Monday, July 10, 2017

Mom's postcard from camp: "Please come and get me"


It's possible that Mom didn't enjoy every camp she attended when she was young. I know that she loved her summers as a camper and then counselor at Camp Lochearn in Post Mills, Vermont. Before that, however, here's some possible evidence of a camp experience that she was not fully enjoying.

She took the time to draw and write this message to her mother on a blank postcard:
Dear Mom
I know you won't get this until Saturday or Monday, but Please come and get me. And Marjo.
The seemingly urgent message is accompanied by illustrations of Mom, Marjo, a cat on a leash named Mittens, and something that looks like a hamster, gerbil or guinea pig and goes by the name Elvis.

The front of the postcard is addressed to Helen Ingham, her mother, at the house on Oak Crest Lane. The return address is "Camp Chesapeake, Northeast, Maryland." The postcard is stamped, but there's no postmark, so it's possible that the distress call was never mailed. There is no date on the front or back of the card, which is a bummer.

There's a small town in Cecil County, Maryland, called North East (two words). That's probably what Mom was referring to. And there was a Camp Chesapeake there in Cecil County. According to a 2005 article in the Cecil Whig, it was sold in 2005. Here are some excerpts:
Campfire songs and laughter used to rustle through the trees in Happy Valley.

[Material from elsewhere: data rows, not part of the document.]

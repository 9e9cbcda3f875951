//! 弹性模块：熔断器与降级矩阵。
//!
//! # Resilience Module
//!
//! Every external dependency (hot tier, indexed tier, embedder, upstream
//! provider) is wrapped by a [`CircuitBreaker`]; the combined breaker states
//! select a [`DegradationMode`] that is stamped on responses via provenance.
//!
//! ## Key Components
//!
//! | Component | Description |
//! |-----------|-------------|
//! | [`CircuitBreaker`] | Three-state breaker with failure-rate and slow-call windows |
//! | [`CircuitBreakerConfig`] | Per-dependency thresholds and cooldowns |
//! | [`CircuitState`] | Closed / Open / Half-Open snapshot |
//! | [`DependencyBreakers`] | The four per-dependency breakers as one unit |
//! | [`DegradationMode`] | Which cache paths remain available |
//!
//! The cache path is non-fatal: a tripped breaker redirects traffic to the
//! surviving tier instead of surfacing errors to the client.

mod circuit_breaker;
mod degradation;

pub use circuit_breaker::{CircuitBreaker, CircuitBreakerConfig, CircuitState};
pub use degradation::{DegradationMode, DependencyBreakers};
//! OpenAI-compatible wire types for chat completion requests, responses and
//! streaming chunks.

pub mod chunk;
pub mod request;
pub mod response;

pub use chunk::{ChatCompletionChunk, ChunkChoice, Delta};
pub use request::{ChatCompletionRequest, Message, MessageContent, MessageRole, ResponseFormat};
pub use response::{ChatCompletionResponse, Choice, ResponseMessage, Usage};
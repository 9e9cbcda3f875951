//! Proxy configuration.

use std::collections::HashMap;
use std::time::Duration;

/// Top-level configuration for the proxy core.
#[derive(Debug, Clone, Default)]
pub struct ProxyConfig {
    pub providers: HashMap<String, ProviderSettings>,
    pub cache: CacheSettings,
    pub timeouts: TimeoutSettings,
}

impl ProxyConfig {
    pub fn new() -> Self {
        Self::default()
    }

    pub fn with_cache(mut self, cache: CacheSettings) -> Self {
        self.cache = cache;
        self
    }

    pub fn with_provider(mut self, name: impl Into<String>, settings: ProviderSettings) -> Self {
        self.providers.insert(name.into(), settings);
        self
    }
}

/// One upstream provider endpoint.
#[derive(Debug, Clone)]
pub struct ProviderSettings {
    pub enabled: bool,
    pub base_url: String,
    pub api_key: String,
}

impl ProviderSettings {
    pub fn new(base_url: impl Into<String>, api_key: impl Into<String>) -> Self {
        Self {
            enabled: true,
            base_url: base_url.into(),
            api_key: api_key.into(),
        }
    }
}

/// Cache behavior knobs.
#[derive(Debug, Clone)]
pub struct CacheSettings {
    pub enabled: bool,
    /// Whether the template tier participates in lookups.
    pub template_matching: bool,
    /// Composite-score admission threshold τ.
    pub similarity_threshold: f64,
    /// Maximum SimHash Hamming distance for candidate fetches.
    pub hamming_threshold: u32,
    /// Candidate fetch limit.
    pub candidate_limit: usize,
    /// TTL applied when no per-family override matches.
    pub default_ttl: Duration,
    /// Per-model-family TTL overrides, keyed by family string.
    pub model_family_ttl: HashMap<String, Duration>,
    /// Hot-tier entry bound before approximate-LFU eviction kicks in.
    pub max_hot_entries: usize,
    /// When on, the raw prompt never persists: stored request blobs carry
    /// masked message contents and only the keyed digest survives.
    pub privacy_mode: bool,
    /// Secret keying the raw-prompt digest.
    pub digest_secret: Option<String>,
    pub tenant: String,
}

impl Default for CacheSettings {
    fn default() -> Self {
        Self {
            enabled: true,
            template_matching: true,
            similarity_threshold: 0.87,
            hamming_threshold: 6,
            candidate_limit: 100,
            default_ttl: Duration::from_secs(24 * 3600),
            model_family_ttl: HashMap::new(),
            max_hot_entries: 10_000,
            privacy_mode: false,
            digest_secret: None,
            tenant: "default".to_string(),
        }
    }
}

impl CacheSettings {
    pub fn new() -> Self {
        Self::default()
    }

    pub fn with_similarity_threshold(mut self, threshold: f64) -> Self {
        self.similarity_threshold = threshold;
        self
    }

    pub fn with_hamming_threshold(mut self, threshold: u32) -> Self {
        self.hamming_threshold = threshold;
        self
    }

    pub fn with_default_ttl(mut self, ttl: Duration) -> Self {
        self.default_ttl = ttl;
        self
    }

    pub fn with_family_ttl(mut self, family: impl Into<String>, ttl: Duration) -> Self {
        self.model_family_ttl.insert(family.into(), ttl);
        self
    }

    pub fn with_template_matching(mut self, enabled: bool) -> Self {
        self.template_matching = enabled;
        self
    }

    pub fn with_privacy_mode(mut self, enabled: bool) -> Self {
        self.privacy_mode = enabled;
        self
    }

    pub fn with_tenant(mut self, tenant: impl Into<String>) -> Self {
        self.tenant = tenant.into();
        self
    }

    /// TTL for a model family, falling back to the default.
    pub fn ttl_for_family(&self, family: &str) -> Duration {
        self.model_family_ttl
            .get(family)
            .copied()
            .unwrap_or(self.default_ttl)
    }
}

/// Per-dependency timeouts. Exhaustion registers as a breaker failure.
#[derive(Debug, Clone)]
pub struct TimeoutSettings {
    pub hot_store: Duration,
    pub indexed_store: Duration,
    pub embedder: Duration,
    pub upstream: Duration,
}

impl Default for TimeoutSettings {
    fn default() -> Self {
        Self {
            hot_store: Duration::from_secs(5),
            indexed_store: Duration::from_secs(10),
            embedder: Duration::from_secs(2),
            upstream: Duration::from_secs(60),
        }
    }
}
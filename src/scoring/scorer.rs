//! Composite scoring for template-aware cache matching.
//!
//! Combines four signals:
//! - Semantic similarity (embedding cosine), the primary signal
//! - Structural similarity (SimHash Hamming distance)
//! - Parameter closeness (temperature bucket, top_p)
//! - Recency (exponential time decay)
//!
//! ```text
//! composite = 0.6·semantic + 0.2·structural + 0.1·param + 0.1·recency
//! ```

use chrono::{DateTime, Utc};

use crate::embeddings::vectors;
use crate::fingerprint::{simhash, Fingerprint, TemperatureBucket};
use crate::store::CacheEntry;

const WEIGHT_SEMANTIC: f64 = 0.6;
const WEIGHT_STRUCTURAL: f64 = 0.2;
const WEIGHT_PARAM: f64 = 0.1;
const WEIGHT_RECENCY: f64 = 0.1;

/// Half-life of the recency signal, in hours (one week).
const RECENCY_HALF_LIFE_HOURS: f64 = 168.0;

/// Per-signal breakdown of a candidate score.
#[derive(Debug, Clone, Copy, PartialEq)]
pub struct ScoreBreakdown {
    pub structural: f64,
    pub semantic: Option<f64>,
    pub param: f64,
    pub recency: f64,
    pub composite: f64,
}

/// A candidate paired with its score.
#[derive(Debug, Clone)]
pub struct ScoredCandidate {
    pub entry: CacheEntry,
    pub score: ScoreBreakdown,
}

/// Composite scorer. `top_p` of the incoming request rides in separately
/// because it is not part of the fingerprint.
#[derive(Debug, Clone, Default)]
pub struct CompositeScorer;

impl CompositeScorer {
    pub fn new() -> Self {
        Self
    }

    /// Score one candidate against the request fingerprint.
    ///
    /// When either side lacks an embedding the semantic term is dropped and
    /// the remaining weights are renormalized; callers are expected to raise
    /// the admission threshold in that degraded configuration.
    pub fn score(
        &self,
        fingerprint: &Fingerprint,
        request_top_p: Option<f64>,
        candidate: &CacheEntry,
        now: DateTime<Utc>,
    ) -> ScoreBreakdown {
        let structural = structural_score(fingerprint.simhash, candidate.simhash);
        let semantic = match (&fingerprint.embedding, &candidate.embedding) {
            (Some(a), Some(b)) => semantic_score(a, b),
            _ => None,
        };
        let cached_top_p = candidate.request_blob.get("top_p").and_then(|v| v.as_f64());
        let param = param_score(
            fingerprint.temperature_bucket,
            candidate.temperature_bucket,
            request_top_p,
            cached_top_p,
        );
        let recency = recency_score(candidate.created_at, now);

        let composite = match semantic {
            Some(sem) => {
                WEIGHT_SEMANTIC * sem
                    + WEIGHT_STRUCTURAL * structural
                    + WEIGHT_PARAM * param
                    + WEIGHT_RECENCY * recency
            }
            None => {
                // Semantic signal unavailable: renormalize the remaining
                // weights so the scale of the composite stays comparable.
                let remaining = WEIGHT_STRUCTURAL + WEIGHT_PARAM + WEIGHT_RECENCY;
                (WEIGHT_STRUCTURAL * structural + WEIGHT_PARAM * param + WEIGHT_RECENCY * recency)
                    / remaining
            }
        };

        ScoreBreakdown {
            structural,
            semantic,
            param,
            recency,
            composite,
        }
    }

    /// Score all candidates, keep those at or above the threshold, best
    /// first. Ties break on recency, then hit count.
    pub fn rank(
        &self,
        fingerprint: &Fingerprint,
        request_top_p: Option<f64>,
        candidates: Vec<CacheEntry>,
        threshold: f64,
        now: DateTime<Utc>,
    ) -> Vec<ScoredCandidate> {
        let mut scored: Vec<ScoredCandidate> = candidates
            .into_iter()
            .map(|entry| {
                let score = self.score(fingerprint, request_top_p, &entry, now);
                ScoredCandidate { entry, score }
            })
            .filter(|sc| sc.score.composite >= threshold)
            .collect();
        scored.sort_by(|a, b| {
            b.score
                .composite
                .partial_cmp(&a.score.composite)
                .unwrap_or(std::cmp::Ordering::Equal)
                .then(b.entry.created_at.cmp(&a.entry.created_at))
                .then(b.entry.hit_count.cmp(&a.entry.hit_count))
        });
        scored
    }

    /// Best surviving candidate, if any.
    pub fn find_best(
        &self,
        fingerprint: &Fingerprint,
        request_top_p: Option<f64>,
        candidates: Vec<CacheEntry>,
        threshold: f64,
        now: DateTime<Utc>,
    ) -> Option<ScoredCandidate> {
        self.rank(fingerprint, request_top_p, candidates, threshold, now)
            .into_iter()
            .next()
    }
}

/// Lower Hamming distance ⇒ higher similarity: 1 − distance/64.
fn structural_score(a: i64, b: i64) -> f64 {
    1.0 - (simhash::hamming(a, b) as f64 / 64.0)
}

/// Cosine similarity mapped from [−1, 1] to [0, 1].
fn semantic_score(a: &[f32], b: &[f32]) -> Option<f64> {
    let cos = vectors::cosine_similarity(a, b).ok()?;
    Some((cos as f64 + 1.0) / 2.0)
}

fn param_score(
    request_bucket: TemperatureBucket,
    cached_bucket: TemperatureBucket,
    request_top_p: Option<f64>,
    cached_top_p: Option<f64>,
) -> f64 {
    (temperature_closeness(request_bucket, cached_bucket)
        + top_p_closeness(request_top_p, cached_top_p))
        / 2.0
}

/// Exact bucket match 1.0, adjacent buckets 0.5, otherwise 0.0.
fn temperature_closeness(request: TemperatureBucket, cached: TemperatureBucket) -> f64 {
    if request == cached {
        1.0
    } else if request.is_adjacent(&cached) {
        0.5
    } else {
        0.0
    }
}

/// Both sides at the default → 1.0; equal within 1e-2 → 1.0; otherwise 0.8.
/// The cached side's top_p lives in its stored request blob (absent means
/// the default, which canonicalization dropped).
fn top_p_closeness(request_top_p: Option<f64>, cached_top_p: Option<f64>) -> f64 {
    let a = request_top_p.unwrap_or(1.0);
    let b = cached_top_p.unwrap_or(1.0);
    let both_default = (a - 1.0).abs() < 0.01 && (b - 1.0).abs() < 0.01;
    if both_default || (a - b).abs() <= 0.01 {
        1.0
    } else {
        0.8
    }
}

/// Exponential decay with a one-week half-life.
fn recency_score(created_at: DateTime<Utc>, now: DateTime<Utc>) -> f64 {
    let age_hours = (now - created_at).num_seconds().max(0) as f64 / 3600.0;
    (-age_hours / RECENCY_HALF_LIFE_HOURS).exp()
}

Each summer since the 1950s, kids attended Chesapeake Center Camp, off Happy Valley Road in Port Deposit to play games, be at one with nature and develop a deeper relationship with God. ...

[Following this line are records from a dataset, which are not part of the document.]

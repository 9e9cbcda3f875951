//! Prompt masking for template matching.

use regex::Regex;
use sha2::{Digest, Sha256};

/// Masked prompt result.
#[derive(Debug, Clone, PartialEq, Eq)]
pub struct MaskedPrompt {
    /// Masked text with placeholders.
    pub masked: String,
    /// SHA-256 digest of the raw text (keyed when a secret is configured),
    /// used for dedup tracking without disclosing prompt contents.
    pub raw_digest: String,
}

struct MaskPattern {
    name: &'static str,
    pattern: Regex,
    replacement: &'static str,
}

/// Masks sensitive and variable content in prompts for template matching.
///
/// Replaces, in order of specificity: UUIDs, URLs, emails, dates, IPv4
/// addresses, numbers, phone numbers, card groupings, long hex strings and
/// file paths. Within code spans, non-keyword identifiers become `{VAR}`.
/// Preserves structure while enabling fuzzy matching.
pub struct PromptMasker {
    patterns: Vec<MaskPattern>,
    code_block: Regex,
    code_identifier: Regex,
    digest_secret: Option<String>,
}

/// Keywords never masked inside code spans.
const CODE_KEYWORDS: &[&str] = &[
    "if", "else", "for", "while", "do", "switch", "case", "break", "continue", "return",
    "function", "def", "class", "import", "from", "as", "try", "catch", "finally", "throw",
    "async", "await", "const", "let", "var", "public", "private", "protected", "static", "void",
    "int", "string", "boolean", "true", "false", "null", "undefined", "new", "this", "super",
];

impl PromptMasker {
    pub fn new() -> Self {
        Self::with_secret(None)
    }

    /// A secret keys the raw-text digest so it cannot be brute-forced from
    /// common prompts.
    pub fn with_secret(digest_secret: Option<String>) -> Self {
        let mk = |name: &'static str, re: &str, replacement: &'static str| MaskPattern {
            name,
            pattern: Regex::new(re).expect("static mask pattern"),
            replacement,
        };
        Self {
            // Ordered by specificity; each pattern runs over the output of
            // the previous one, so the first matching pattern wins for
            // overlapping ranges.
            patterns: vec![
                mk(
                    "UUID",
                    r"[0-9a-fA-F]{8}-[0-9a-fA-F]{4}-[0-9a-fA-F]{4}-[0-9a-fA-F]{4}-[0-9a-fA-F]{12}",
                    "{UUID}",
                ),
                mk("URL", r#"https?://[^\s\)\]\}"'<>]+"#, "{URL}"),
                mk(
                    "EMAIL",
                    r"[a-zA-Z0-9._%+-]+@[a-zA-Z0-9.-]+\.[a-zA-Z]{2,}",
                    "{EMAIL}",
                ),
                mk("DATE", r"\b\d{4}-\d{2}-\d{2}\b", "{DATE}"),
                mk("DATE", r"\b\d{1,2}/\d{1,2}/\d{2,4}\b", "{DATE}"),
                mk("IP", r"\b(?:\d{1,3}\.){3}\d{1,3}\b", "{IP}"),
                mk("NUM", r"\b\d+\.\d+\b", "{NUM}"),
                mk("NUM", r"\b\d{4,}\b", "{NUM}"),
                mk("PHONE", r"\b\d{3}[-.\s]?\d{3}[-.\s]?\d{4}\b", "{PHONE}"),
                mk(
                    "CARD",
                    r"\b\d{4}[\s-]?\d{4}[\s-]?\d{4}[\s-]?\d{4}\b",
                    "{CARD}",
                ),
                mk("HASH", r"\b[0-9a-fA-F]{32,}\b", "{HASH}"),
                mk("PATH", r"[/\\](?:[^/\\\s]+[/\\])+[^/\\\s]*", "{PATH}"),
            ],
            code_block: Regex::new(r"```[\s\S]*?```|`[^`]+`").expect("static pattern"),
            code_identifier: Regex::new(r"(?i)\b[a-z_][a-z0-9_]{2,}\b").expect("static pattern"),
            digest_secret,
        }
    }

    /// Mask sensitive content in text. Deterministic and idempotent.
    pub fn mask(&self, text: &str) -> MaskedPrompt {
        if text.is_empty() {
            return MaskedPrompt {
                masked: String::new(),
                raw_digest: self.digest(""),
            };
        }

        let mut masked = text.to_string();
        for pattern in &self.patterns {
            masked = pattern
                .pattern
                .replace_all(&masked, pattern.replacement)
                .into_owned();
        }
        masked = self.mask_code_identifiers(&masked);

        MaskedPrompt {
            masked,
            raw_digest: self.digest(text),
        }
    }

    /// Check if text contains PII (email, phone or card patterns). Runs on
    /// the raw text, before any placeholders swallow the digits.
    pub fn contains_pii(&self, text: &str) -> bool {
        self.patterns
            .iter()
            .filter(|p| matches!(p.name, "EMAIL" | "PHONE" | "CARD"))
            .any(|p| p.pattern.is_match(text))
    }

    /// Digest of the raw prompt, keyed when a secret is configured.
    pub fn digest(&self, text: &str) -> String {
        let mut hasher = Sha256::new();
        hasher.update(text.as_bytes());
        if let Some(ref secret) = self.digest_secret {
            hasher.update(secret.as_bytes());
        }
        hasher
            .finalize()
            .iter()
            .map(|b| format!("{:02x}", b))
            .collect()
    }

    /// Mask variable names in fenced or backtick code spans, preserving
    /// keywords and syntax.
    fn mask_code_identifiers(&self, text: &str) -> String {
        let mut result = String::with_capacity(text.len());
        let mut last_end = 0;
        for m in self.code_block.find_iter(text) {
            result.push_str(&text[last_end..m.start()]);
            result.push_str(&self.mask_identifiers_in_code(m.as_str()));
            last_end = m.end();
        }
        result.push_str(&text[last_end..]);
        result
    }

    fn mask_identifiers_in_code(&self, code: &str) -> String {
        let mut result = String::with_capacity(code.len());
        let mut last_end = 0;
        for m in self.code_identifier.find_iter(code) {
            result.push_str(&code[last_end..m.start()]);
            if CODE_KEYWORDS.contains(&m.as_str().to_lowercase().as_str()) {
                result.push_str(m.as_str());
            } else {
                result.push_str("{VAR}");
            }
            last_end = m.end();
        }
        result.push_str(&code[last_end..]);
        result
    }
}

impl Default for PromptMasker {
    fn default() -> Self {
        Self::new()
    }
}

Since 1955, the Synod of the Mid-Atlantic, the Virginia-based governing board for Presbyterian churches of this region, has owned the 115-acre campground. In its prime, each summer from June through August, Chesapeake Center Camp hosted more than 1,000 kids of various faiths, from Wilmington, Baltimore and areas and in-between. ...

At camp, the children learned team- and confidence-building skills. They learned how to get along with kids from other ethnic and economic backgrounds. ...

But in the early '90s, Chesapeake Center Camp attendance started to drastically decline along with the advent of more specialized camps for kids.

"Young children and teens today have many more choices for how to spend their summers," said the Rev. Jim Moseley of the New Castle Presbytery, the member branch of the Synod of the Mid-Atlantic that oversees the camp. "Now, there are computer camps, sports camps, arts camps -- a whole variety of choices."...

The Synod started accepting sealed bids from all groups interested in buying the campground. New Castle Presbytery bid $2 million. Three real-estate developers bid more. The highest bid was $2.5 million from a real estate developer. Members of the Synod's Board of Trustees, chief overseers of the sale, accepted the bid. Contract negotiations for the site are still under way.

The property that once fostered love among generations of camp-goers now remains a bruise as locals and former campers wait to see what it will become. ...

On Friday, July 8 from 2 to 4 p.m., the Synod will hold a public sale of items remaining on the campground. Items listed for sale include fans, coffee pots, an air hockey board, camping lanterns, picnic tables, a tub of old life jackets, metal bunk beds and a piano with sticky keys.
There's a YMCA Camp Chesapeake in Cecil County these days, but I don't know if it's related to any of the elements of the old camp that Mom and Marjo attended.

Mom's drawing of herself, by the way, is pretty good. It reminds me a bit of this photograph. She would go on to become quite the talented artist.